About a year ago, I started to learn Rust. The first two weeks were quite painful. Nothing compiled, I didn’t know how to do basic operations, I couldn’t make a simple program run. But step by step, I started to understand what the compiler wanted. Even more, I realized that it forces the right thinking and correct behaviour.

Yes, sometimes, you have to write seemingly redundant constructs. But it’s better not to compile a correct program than to compile an incorrect one. This makes making mistakes more difficult.

Anyway, soon after, I became more or less productive and finally could do what I wanted. Well, most of the time.

Recently out of curiosity, I decided to take on a slightly more complex challenge: implement an HTTP Tunnel in Rust. It turned out to be surprisingly easy to do and took about a day, which is quite impressive. Basically, I stitched together tokio, clap, serde, and several other very useful crates. Okay, enough of the introduction. Let me share the knowledge I gained during this exciting challenge and elaborate on why I organized the app this way. I hope you’ll enjoy it.

What is an HTTP Tunnel?

Simply put, it’s a lightweight VPN that you can set up with your browser so your Internet provider cannot block or track your activity, and web-servers won’t see your IP address.

If you’d like, you can test it with your browser locally, e.g., with Firefox (otherwise just skip this section for now).

  1. Install the app using cargo:
$ cargo install http-tunnel

2. Start:

$ http-tunnel --bind 0.0.0.0:8080 http

You can also check the http-tunnel GitHub repository for build/installation instructions.

Now you can go to your browser and set the HTTP Proxy to localhost:8080. For instance, in Firefox just search for proxy in the preferences section:

Finding the proxy settings

and then specify it for HTTP Proxy and also check it for HTTPS:

Setting the proxy to just built `http_tunnel`

You can visit several web-pages and check the ./logs/application.log file — all your traffic was going via the tunnel. For example:

Okay, let’s walk through the process from the beginning.

Design the app

Each application starts with design, which means we need to define the following:

  1. Functional requirements.
  2. Non-functional requirements.
  3. Application abstractions and components.

Step 1. Functional requirements

We need to follow the specification outlined here: https://en.wikipedia.org/wiki/HTTP_tunnel :

Negotiate target with an HTTP CONNECT request.

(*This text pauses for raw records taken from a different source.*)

impl Value {
    /// An `Int` from an unsigned count, saturating at `i64::MAX`.
    #[must_use]
    pub fn saturating_int(n: u64) -> Self {
        Self::Int(saturate(n))
    }

    /// Returns `true` if the value is null.
    #[inline]
    #[must_use]
    pub const fn is_null(&self) -> bool {
        matches!(self, Self::Null)
    }

    /// Returns the value as a boolean if it is one.
    #[inline]
    #[must_use]
    pub const fn as_bool(&self) -> Option<bool> {
        match self {
            Self::Bool(b) => Some(*b),
            _ => None,
        }
    }

    /// Returns the value as an integer if it is one.
    #[inline]
    #[must_use]
    pub const fn as_int(&self) -> Option<i64> {
        match self {
            Self::Int(i) => Some(*i),
            _ => None,
        }
    }

    /// Returns any numeric value widened to `f64`.
    #[inline]
    #[must_use]
    pub fn as_f64(&self) -> Option<f64> {
        match self {
            Self::Int(i) => Some(*i as f64),
            Self::Float(f) => Some(*f),
            _ => None,
        }
    }

    /// Returns the value as a string slice if it is one.
    #[inline]
    #[must_use]
    pub fn as_str(&self) -> Option<&str> {
        match self {
            Self::String(s) => Some(s),
            _ => None,
        }
    }

    /// Returns the list elements if the value is a list.
    #[inline]
    #[must_use]
    pub fn as_list(&self) -> Option<&[Value]> {
        match self {
            Self::List(items) => Some(items),
            _ => None,
        }
    }

    /// Returns the map if the value is a map.
    #[inline]
    #[must_use]
    pub fn as_map(&self) -> Option<&BTreeMap<Value, Value>> {
        match self {
            Self::Map(map) => Some(map),
            _ => None,
        }
    }

    /// Returns the vertex id if the value references a vertex.
    #[inline]
    #[must_use]
    pub const fn as_vertex(&self) -> Option<VertexId> {
        match self {
            Self::Vertex(id) => Some(*id),
            _ => None,
        }
    }

    /// Returns the edge id if the value references an edge.
    #[inline]
    #[must_use]
    pub const fn as_edge(&self) -> Option<EdgeId> {
        match self {
            Self::Edge(id) => Some(*id),
            _ => None,
        }
    }

    /// Returns `true` for integers and floats.
    #[must_use]
    pub const fn is_number(&self) -> bool {
        matches!(self, Self::Int(_) | Self::Float(_))
    }

    /// Returns `true` for vertex and edge references.
    #[must_use]
    pub const fn is_element(&self) -> bool {
        matches!(self, Self::Vertex(_) | Self::Edge(_))
    }

    /// Compare two values the way predicates do.
    ///
    /// Numbers compare numerically across `Int`/`Float`; other values only
    /// compare with the same kind. Returns `None` when incomparable.
    #[must_use]
    pub fn compare(&self, other: &Value) -> Option<Ordering> {
        match (self, other) {
            (Self::Int(a), Self::Int(b)) => Some(a.cmp(b)),
            (Self::Int(a), Self::Float(b)) => Some(cmp_int_float(*a, *b)),
            (Self::Float(a), Self::Int(b)) => Some(cmp_int_float(*b, *a).reverse()),
            (Self::Float(a), Self::Float(b)) => Some(a.total_cmp(b)),
            (a, b) if a.rank() == b.rank() => Some(a.cmp(b)),
            _ => None,
        }
    }

    /// Add two numeric values, keeping integers when both sides are integers.
    #[must_use]
    pub fn add_numeric(&self, other: &Value) -> Option<Value> {
        match (self, other) {
            (Self::Int(a), Self::Int(b)) => Some(Self::Int(a.saturating_add(*b))),
            (a, b) => Some(Self::Float(a.as_f64()? + b.as_f64()?)),
        }
    }

    /// Multiply a numeric value by an integer factor (used for bulk weighting).
    #[must_use]
    pub fn scale(&self, factor: u64) -> Option<Value> {
        match self {
            Self::Int(i) => Some(Self::Int(i.saturating_mul(saturate(factor)))),
            Self::Float(f) => Some(Self::Float(f * factor as f64)),
            _ => None,
        }
    }

    fn rank(&self) -> u8 {
        match self {
            Self::Null => 0,
            Self::Bool(_) => 1,
            Self::Int(_) => 2,
            Self::Float(_) => 3,
            Self::String(_) => 4,
            Self::List(_) => 5,
            Self::Map(_) => 6,
            Self::Vertex(_) => 7,
            Self::Edge(_) => 8,
        }
    }
}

E.g., if the client wants to create a tunnel to www.wikipedia.org, the request will look like:

CONNECT www.wikipedia.org:443 HTTP/1.1
...

followed by a response, e.g.

HTTP/1.1 200 OK

After this point, just relay TCP traffic both ways until one of the sides closes it, or an I/O error happens.

The HTTP Tunnel should work for both HTTP and HTTPS.

We also should be able to manage access/block targets (e.g., to block-list trackers).

Step 2. Non-functional requirements

The service shouldn’t log any information that identifies users.

It should have high throughput and low-latency (it should be unnoticeable for users and relatively cheap to run).

Ideally, we want it to be resilient to traffic spikes, provide noisy neighbor isolation, and resist basic DDoS attacks.

Error messaging should be developer-friendly. We want the system to be observable to troubleshoot and tune it in production at a massive scale.

Step 3. Components

When designing components, we need to first breakdown the app to a set of responsibilities. First, let’s see how our flow diagram looks like:

To implement this, we can introduce the following main components:

  1. TCP/TLS Acceptor
  2. HTTP CONNECT Negotiator
  3. Target Connector
  4. Full-Duplex Relay

Implementation

TCP/TLS Acceptor

When we roughly know how to organize the app, it’s time to decide which dependencies we should use. For Rust, the best I/O library I know is tokio. In the tokio family, there are many libraries, including tokio-tls, which makes things much simpler. So the TCP acceptor code would look like:

And then the whole acceptor loop + launching asynchronous connection handlers would be:

Let’s break down what’s happening here. We accept a connection. If the operation was successful, use tokio::spawn to create a new task that will handle that connection. Memory/thread-safety management happens behind the scenes. Handling futures is hidden by async/await syntax sugar.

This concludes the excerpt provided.